Earlier this month I was invited by Rob Hyndman to post some of my views on the topic of: The Future of Venture Capital in Canada, as part of a series of posts at The Mark – Canada’s daily online forum for news, commentary, and debate. I ended up posting a short view of the “VC Ecosystem”, outlining only but a few key elements critical to having a stronger and most importantly a viable tech industry supported by venture capital in order to compete on a world wide basis. David Crow, added some valuable comments relating to “Creating a Venture Culture” so as did ex-VC and entrepreneur Rick Segal, tech CFO Mark MacLeod and others, participated in the discussion and shared their views on the topic. If you haven’t read the posts, I strongly suggest you give it a read.

I fundamentally believe in the early stage venture capital model that supports promising high growth tech startup entrepreneurs. And through my efforts and those of my colleagues and partners at iNovia Capital, MSBi Valorization, the CVCA, the C100 and numerous other initiatives, we are trying to make the model work by approaching venture capital the same way you one would build any other tech business: with the right people/team at the right time (entrepreneurs vs. operators); by building a strong network of knowledgeable partners with complementary skills sets and long term relationships; and by understanding what startups and entrepreneurs need from their early stage VC’s and deliver results/returns to our Limited Partners while properly managing expectations. Building an Ecosystem takes time, commitment and passion.

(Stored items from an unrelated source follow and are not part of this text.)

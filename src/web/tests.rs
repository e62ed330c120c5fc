use axum::{
    body::{to_bytes, Body},
    http::{header, Request, StatusCode},
    response::Response,
    Router,
};
use std::sync::Arc;
use tower::ServiceExt;

use crate::{
    api::NOT_FOUND_MESSAGE,
    search::{BROWSE_ERROR, SEARCH_ERROR},
    testing::FakePostsApi,
    web::{app, AppState},
    Config,
};

const TOKEN: &str = "test-csrf-token";

fn test_app(api: &Arc<FakePostsApi>) -> Router {
    app(AppState::new(api.clone(), Config::default()))
}

async fn get(app: Router, uri: &str) -> Response {
    let request = Request::builder().uri(uri).body(Body::empty()).unwrap();
    app.oneshot(request).await.unwrap()
}

async fn post_form(app: Router, uri: &str, body: &str, cookie: Option<&str>) -> Response {
    let mut builder = Request::builder()
        .method("POST")
        .uri(uri)
        .header(header::CONTENT_TYPE, "application/x-www-form-urlencoded");
    if let Some(token) = cookie {
        builder = builder.header(header::COOKIE, format!("csrf_token={}", token));
    }
    app.oneshot(builder.body(Body::from(body.to_string())).unwrap())
        .await
        .unwrap()
}

async fn body_text(response: Response) -> String {
    let bytes = to_bytes(response.into_body(), usize::MAX).await.unwrap();
    String::from_utf8(bytes.to_vec()).unwrap()
}

fn location(response: &Response) -> String {
    response.headers()[header::LOCATION]
        .to_str()
        .unwrap()
        .to_string()
}

#[tokio::test]
async fn test_health() {
    let api = FakePostsApi::new();
    let response = get(test_app(&api), "/health").await;
    assert_eq!(response.status(), StatusCode::OK);
    assert_eq!(body_text(response).await, "OK");
}

#[tokio::test]
async fn test_index_lists_newest_first_with_pagination() {
    let api = FakePostsApi::with_count(20);
    let response = get(test_app(&api), "/").await;
    assert_eq!(response.status(), StatusCode::OK);

    let body = body_text(response).await;
    assert!(body.contains("Post 20"));
    assert!(body.contains("Post 15"));
    assert!(!body.contains("Post 14"));
    assert!(body.contains("class=\"pagination\""));
    assert!(body.contains("aria-label=\"Page 4\""));
    assert_eq!(api.list_calls()[0].per_page, 6);
}

#[tokio::test]
async fn test_index_second_page() {
    let api = FakePostsApi::with_count(20);
    let body = body_text(get(test_app(&api), "/?page=2").await).await;

    assert!(body.contains("Post 14"));
    assert!(!body.contains("Post 15"));
    assert_eq!(api.list_calls()[0].page, 2);
}

#[tokio::test]
async fn test_index_bad_page_falls_back_to_first() {
    let api = FakePostsApi::with_count(3);
    get(test_app(&api), "/?page=zero").await;
    assert_eq!(api.list_calls()[0].page, 1);
}

#[tokio::test]
async fn test_index_search_filters() {
    let api = FakePostsApi::with_count(20);
    let body = body_text(get(test_app(&api), "/?search=post%2019").await).await;

    assert!(body.contains("Post 19"));
    assert!(!body.contains("Post 18"));
    assert!(!body.contains("class=\"pagination\""));
    assert_eq!(api.list_calls()[0].search, "post 19");
}

#[tokio::test]
async fn test_index_empty_states() {
    let api = FakePostsApi::new();
    let body = body_text(get(test_app(&api), "/").await).await;
    assert!(body.contains("There are no blog posts yet."));

    let body = body_text(get(test_app(&api), "/?search=nothing").await).await;
    assert!(body.contains("No results found for"));
}

#[tokio::test]
async fn test_index_reports_api_failure() {
    let api = FakePostsApi::with_count(3);
    api.fail_lists(true);

    let response = get(test_app(&api), "/").await;
    assert_eq!(response.status(), StatusCode::OK);
    assert!(body_text(response).await.contains(BROWSE_ERROR));
}

#[tokio::test]
async fn test_search_without_query_skips_api() {
    let api = FakePostsApi::with_count(3);
    let body = body_text(get(test_app(&api), "/search?q=%20%20").await).await;

    assert!(body.contains("Type something to search"));
    assert!(api.list_calls().is_empty());
}

#[tokio::test]
async fn test_search_counts_results() {
    let api = FakePostsApi::with_titles(&["Rust ownership", "Go channels", "Rust async"]);
    let body = body_text(get(test_app(&api), "/search?q=rust").await).await;

    assert!(body.contains("Found 2 results"));
    assert!(body.contains("Rust ownership"));
    assert!(!body.contains("Go channels"));
    assert_eq!(api.list_calls()[0].per_page, 10);

    let body = body_text(get(test_app(&api), "/search?q=channels").await).await;
    assert!(body.contains("Found 1 result for"));
}

#[tokio::test]
async fn test_search_reports_api_failure() {
    let api = FakePostsApi::with_count(3);
    api.fail_lists(true);
    let body = body_text(get(test_app(&api), "/search?q=post").await).await;
    assert!(body.contains(SEARCH_ERROR));
}

#[tokio::test]
async fn test_show_post_renders_markdown() {
    let api = FakePostsApi::new();
    let post = api.insert("Markdown post", "# Heading\n\nSome **bold** text.");

    let response = get(test_app(&api), &format!("/posts/{}", post.id)).await;
    assert_eq!(response.status(), StatusCode::OK);

    let body = body_text(response).await;
    assert!(body.contains("<h1>Heading</h1>"));
    assert!(body.contains("<strong>bold</strong>"));
    assert!(!body.contains("Updated:"));
}

#[tokio::test]
async fn test_show_missing_post() {
    let api = FakePostsApi::new();
    let response = get(test_app(&api), "/posts/404").await;

    assert_eq!(response.status(), StatusCode::NOT_FOUND);
    assert!(body_text(response).await.contains(NOT_FOUND_MESSAGE));
}

#[tokio::test]
async fn test_new_post_form_sets_csrf_cookie() {
    let api = FakePostsApi::new();
    let response = get(test_app(&api), "/posts/create").await;

    assert_eq!(response.status(), StatusCode::OK);
    let cookie = response.headers()[header::SET_COOKIE].to_str().unwrap();
    assert!(cookie.starts_with("csrf_token="));
    assert!(body_text(response).await.contains("name=\"csrf_token\""));
}

#[tokio::test]
async fn test_create_requires_csrf() {
    let api = FakePostsApi::new();
    let body = format!(
        "title=Hello+there&content=Long+enough+content&csrf_token={}",
        TOKEN
    );

    let response = post_form(test_app(&api), "/posts", &body, None).await;
    assert_eq!(response.status(), StatusCode::FORBIDDEN);

    let response = post_form(test_app(&api), "/posts", &body, Some("other")).await;
    assert_eq!(response.status(), StatusCode::FORBIDDEN);
    assert!(!api.contains(1));
}

#[tokio::test]
async fn test_create_redirects_to_post() {
    let api = FakePostsApi::new();
    let body = format!(
        "title=Hello+there&content=Long+enough+content&excerpt=&published=on&csrf_token={}",
        TOKEN
    );

    let response = post_form(test_app(&api), "/posts", &body, Some(TOKEN)).await;
    assert_eq!(response.status(), StatusCode::SEE_OTHER);
    assert_eq!(location(&response), "/posts/1");

    let created = crate::api::PostsApi::get_post(api.as_ref(), 1).await.unwrap();
    assert_eq!(created.title, "Hello there");
    assert!(created.excerpt.is_none());
    assert!(created.published);
}

#[tokio::test]
async fn test_create_invalid_rerenders_form() {
    let api = FakePostsApi::new();
    let body = format!("title=Hi&content=short&csrf_token={}", TOKEN);

    let response = post_form(test_app(&api), "/posts", &body, Some(TOKEN)).await;
    assert_eq!(response.status(), StatusCode::UNPROCESSABLE_ENTITY);

    let text = body_text(response).await;
    assert!(text.contains("Validation failed"));
    assert!(text.contains("Title must be at least 3 characters"));
    assert!(text.contains("Content must be at least 10 characters"));
    assert!(!api.contains(1));
}

#[tokio::test]
async fn test_edit_form_prefilled() {
    let api = FakePostsApi::new();
    let post = api.insert("Original title", "Original content body");

    let body = body_text(get(test_app(&api), &format!("/posts/{}/edit", post.id)).await).await;
    assert!(body.contains("Original title"));
    assert!(body.contains("Save Changes"));

    let response = get(test_app(&api), "/posts/99/edit").await;
    assert_eq!(response.status(), StatusCode::NOT_FOUND);
}

#[tokio::test]
async fn test_update_post() {
    let api = FakePostsApi::new();
    let post = api.insert("Original title", "Original content body");
    let body = format!(
        "title=Renamed+title&content=Updated+content+body&csrf_token={}",
        TOKEN
    );

    let response = post_form(
        test_app(&api),
        &format!("/posts/{}", post.id),
        &body,
        Some(TOKEN),
    )
    .await;
    assert_eq!(response.status(), StatusCode::SEE_OTHER);

    let text = body_text(get(test_app(&api), &format!("/posts/{}", post.id)).await).await;
    assert!(text.contains("Renamed title"));

    let response = post_form(test_app(&api), "/posts/99", &body, Some(TOKEN)).await;
    assert_eq!(response.status(), StatusCode::NOT_FOUND);
}

#[tokio::test]
async fn test_deleted_post_is_no_longer_reachable() {
    let api = FakePostsApi::new();
    let post = api.insert("Doomed post", "Content that will vanish");
    let uri = format!("/posts/{}", post.id);

    assert_eq!(get(test_app(&api), &uri).await.status(), StatusCode::OK);

    let response = post_form(
        test_app(&api),
        &format!("/posts/{}/delete", post.id),
        &format!("csrf_token={}", TOKEN),
        Some(TOKEN),
    )
    .await;
    assert_eq!(response.status(), StatusCode::SEE_OTHER);
    assert_eq!(location(&response), "/");

    let response = get(test_app(&api), &uri).await;
    assert_eq!(response.status(), StatusCode::NOT_FOUND);
    assert!(body_text(response).await.contains(NOT_FOUND_MESSAGE));
}

#[tokio::test]
async fn test_page_past_the_end_redirects_to_last_page() {
    let api = FakePostsApi::with_count(20);

    let response = get(test_app(&api), "/?page=9").await;
    assert_eq!(response.status(), StatusCode::SEE_OTHER);
    assert_eq!(location(&response), "/?page=4");

    let pages: Vec<u32> = api.list_calls().iter().map(|c| c.page).collect();
    assert_eq!(pages, vec![9, 1]);

    let body = body_text(get(test_app(&api), "/?page=4").await).await;
    assert!(body.contains("Post 2"));
    assert!(!body.contains(BROWSE_ERROR));
}

#[tokio::test]
async fn test_search_page_past_the_end_redirects_to_last_page() {
    let api = FakePostsApi::with_count(20);

    let response = get(test_app(&api), "/search?q=post&page=9").await;
    assert_eq!(response.status(), StatusCode::SEE_OTHER);
    assert_eq!(location(&response), "/search?q=post&page=2");
}

#[tokio::test]
async fn test_first_page_failure_is_not_redirected() {
    let api = FakePostsApi::with_count(20);
    api.fail_lists(true);

    let response = get(test_app(&api), "/?page=9").await;
    assert_eq!(response.status(), StatusCode::OK);
    assert!(body_text(response).await.contains(BROWSE_ERROR));
}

Building an Entrepreneurial Ecosystem requires the right culture and mindset! For the last 12 years I’ve dedicated my entrepreneurial life towards helping to build successful tech business via my role as an active early stage investor. Over this same period of time I’ve witness important changes across the Canadian VC landscape which continues to evolve and now seems to be driven by a more entrepreneurial culture, one that includes Venture Capital savvy Entrepreneurs that understands the role of VC funding more than ever before. Hopefully the pieces will continue to fall in place and we will see the next generation of successful Canadian tech entrepreneurs that will change the way we work and live be funded by Canadian VC’s.

Earlier in March I was given the opportunity/challenge to discuss Entrepreneurial Venture Capital by giving a, “fast, 15 seconds per slide, 5 minute 20 slide presentation” at Ignite Montreal. My presentation was specifically on the topic of trying to communicate how to “Make Venture Capital Work”.  I really like the Ignite presentation model, but it’s indeed a challenging concept, too bad I ended up doing the basic mistake of trying to say too much in too little time… thus not saying as much as I could if I would of said less!

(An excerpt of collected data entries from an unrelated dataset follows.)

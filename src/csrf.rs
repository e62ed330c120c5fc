//! Double-submit CSRF tokens for the HTML forms.

use axum::http::{header, HeaderMap};
use tower_cookies::{cookie::SameSite, Cookie, Cookies};
use uuid::Uuid;

pub const CSRF_COOKIE: &str = "csrf_token";

/// Returns the visitor's token, minting and setting one if absent.
pub fn issue(cookies: &Cookies) -> String {
    if let Some(existing) = cookies.get(CSRF_COOKIE) {
        if !existing.value().is_empty() {
            return existing.value().to_string();
        }
    }

    let token = Uuid::new_v4().to_string();
    cookies.add(
        Cookie::build((CSRF_COOKIE, token.clone()))
            .path("/")
            .http_only(true)
            .same_site(SameSite::Strict)
            .build(),
    );
    token
}

/// Checks a submitted form token against the cookie and the request origin.
pub fn verify(cookies: &Cookies, headers: &HeaderMap, submitted: &str) -> crate::Result<()> {
    let cookie_token = cookies.get(CSRF_COOKIE).map(|c| c.value().to_string());

    match cookie_token {
        Some(cookie) if !cookie.is_empty() && cookie == submitted && same_origin(headers) => {
            Ok(())
        }
        _ => Err(crate::Error::Forbidden),
    }
}

/// False only when the browser names an origin that is not this host.
fn same_origin(headers: &HeaderMap) -> bool {
    let header_str = |name: header::HeaderName| headers.get(name).and_then(|h| h.to_str().ok());

    let Some(host) = header_str(header::HOST) else {
        return true;
    };

    match header_str(header::ORIGIN).or_else(|| header_str(header::REFERER)) {
        Some(source) => source
            .split("://")
            .nth(1)
            .and_then(|rest| rest.split('/').next())
            .is_some_and(|authority| authority == host),
        None => true,
    }
}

So, many entrepreneurs these days are talking about “How the Venture Capital Model is Broken”, which is the wrong way to address the lack of capital Canadian entrepreneurs face! The VC Model isn’t broken because it never really worked in the first place, period!

With the exception of the 1980’ and the few last years of the Internet bubble, the model has never been successful for the masses, but has been only for a handful. And, when it comes down to Canadian numbers, we have to account for an additional level of difficulty: the fact that Canada doesn’t have the “weight” of numbers in its favor. Not only does Canada have a less mature IT and Biotech industry when compared to the US, it also has a small and nascent private equity and venture capital industry, and still only has a handful of privately managed venture capital funds today.

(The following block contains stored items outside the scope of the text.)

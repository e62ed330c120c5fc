//! Page-number window shown under paginated listings.

use serde::Serialize;

pub const DEFAULT_MAX_VISIBLE: u32 = 5;

#[derive(Debug, Clone, Copy, PartialEq, Eq, Serialize)]
pub enum PageItem {
    Page(u32),
    Ellipsis,
}

/// Computes the page indicators for `current_page` out of `total_pages`.
///
/// Up to `max_visible` pages are listed outright. Beyond that a window of
/// exactly `max_visible` pages follows the current page, with the first and
/// last page pinned outside it behind an ellipsis. A `max_visible` of zero is
/// treated as one.
pub fn compute_window(current_page: u32, total_pages: u32, max_visible: u32) -> Vec<PageItem> {
    let max_visible = max_visible.max(1);

    if total_pages <= max_visible {
        return (1..=total_pages).map(PageItem::Page).collect();
    }

    let left_side = max_visible / 2;
    let right_side = max_visible - left_side - 1;

    let mut start = current_page.saturating_sub(left_side).max(1);
    let mut end = current_page.saturating_add(right_side).min(total_pages);

    if start == 1 {
        end = max_visible.min(total_pages);
    }
    if end == total_pages {
        start = (total_pages + 1).saturating_sub(max_visible).max(1);
    }

    let mut items = Vec::with_capacity(max_visible as usize + 4);
    if start > 1 {
        items.push(PageItem::Page(1));
        items.push(PageItem::Ellipsis);
    }
    items.extend((start..=end).map(PageItem::Page));
    if end < total_pages {
        items.push(PageItem::Ellipsis);
        items.push(PageItem::Page(total_pages));
    }
    items
}

/// Everything a view needs to draw page navigation.
#[derive(Debug, Clone, PartialEq, Eq, Serialize)]
pub struct PaginationControls {
    pub current: u32,
    pub total: u32,
    pub previous: Option<u32>,
    pub next: Option<u32>,
    pub items: Vec<PageItem>,
}

impl PaginationControls {
    /// `None` when there is nothing to navigate (one page or fewer).
    pub fn build(current_page: u32, total_pages: u32) -> Option<Self> {
        if total_pages <= 1 {
            return None;
        }

        Some(Self {
            current: current_page,
            total: total_pages,
            previous: (current_page > 1).then(|| current_page - 1),
            next: (current_page < total_pages).then(|| current_page + 1),
            items: compute_window(current_page, total_pages, DEFAULT_MAX_VISIBLE),
        })
    }

    pub fn is_current(&self, page: &u32) -> bool {
        *page == self.current
    }

    /// Whether `page` is a valid navigation target.
    pub fn accepts(&self, page: u32) -> bool {
        (1..=self.total).contains(&page)
    }
}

The stories about the highly successful technology entrepreneurs as well as those about the rockstar venture capitalists (note: over 80% of all venture capital returns are generated by less than 25% of the venture capital funds out there) created the impression that the only thing needed to build a high valued successful startups was an entrepreneur with an idea and an investor with cash! This meant that venture capitalists could blame poor returns on unsuccessful entrepreneurs while those entrepreneurs could blame their failures on the lack of capital or restrictions tied to the capital they did raise.

The math is the same for a Canadian venture capital fund as it is for a US venture capital fund. Investors in venture capital funds usually expect a high IRR (internal rate of return) – Top tier venture capital expected returns in the +30% IRR, a rate that is far above banking rates due to the high level of risk involved. A Venture Capital fund will usually has a ten year life and will require a certain level of management fees over that period. Therefore, in order to understand the type of capital that needs to be returned to the investors of the Fund (the Limited Partners) one needs to plan on generating three times (3x) return of capital to be successful and part of the Top tier firms that are able to continuously raise additional capital and funds.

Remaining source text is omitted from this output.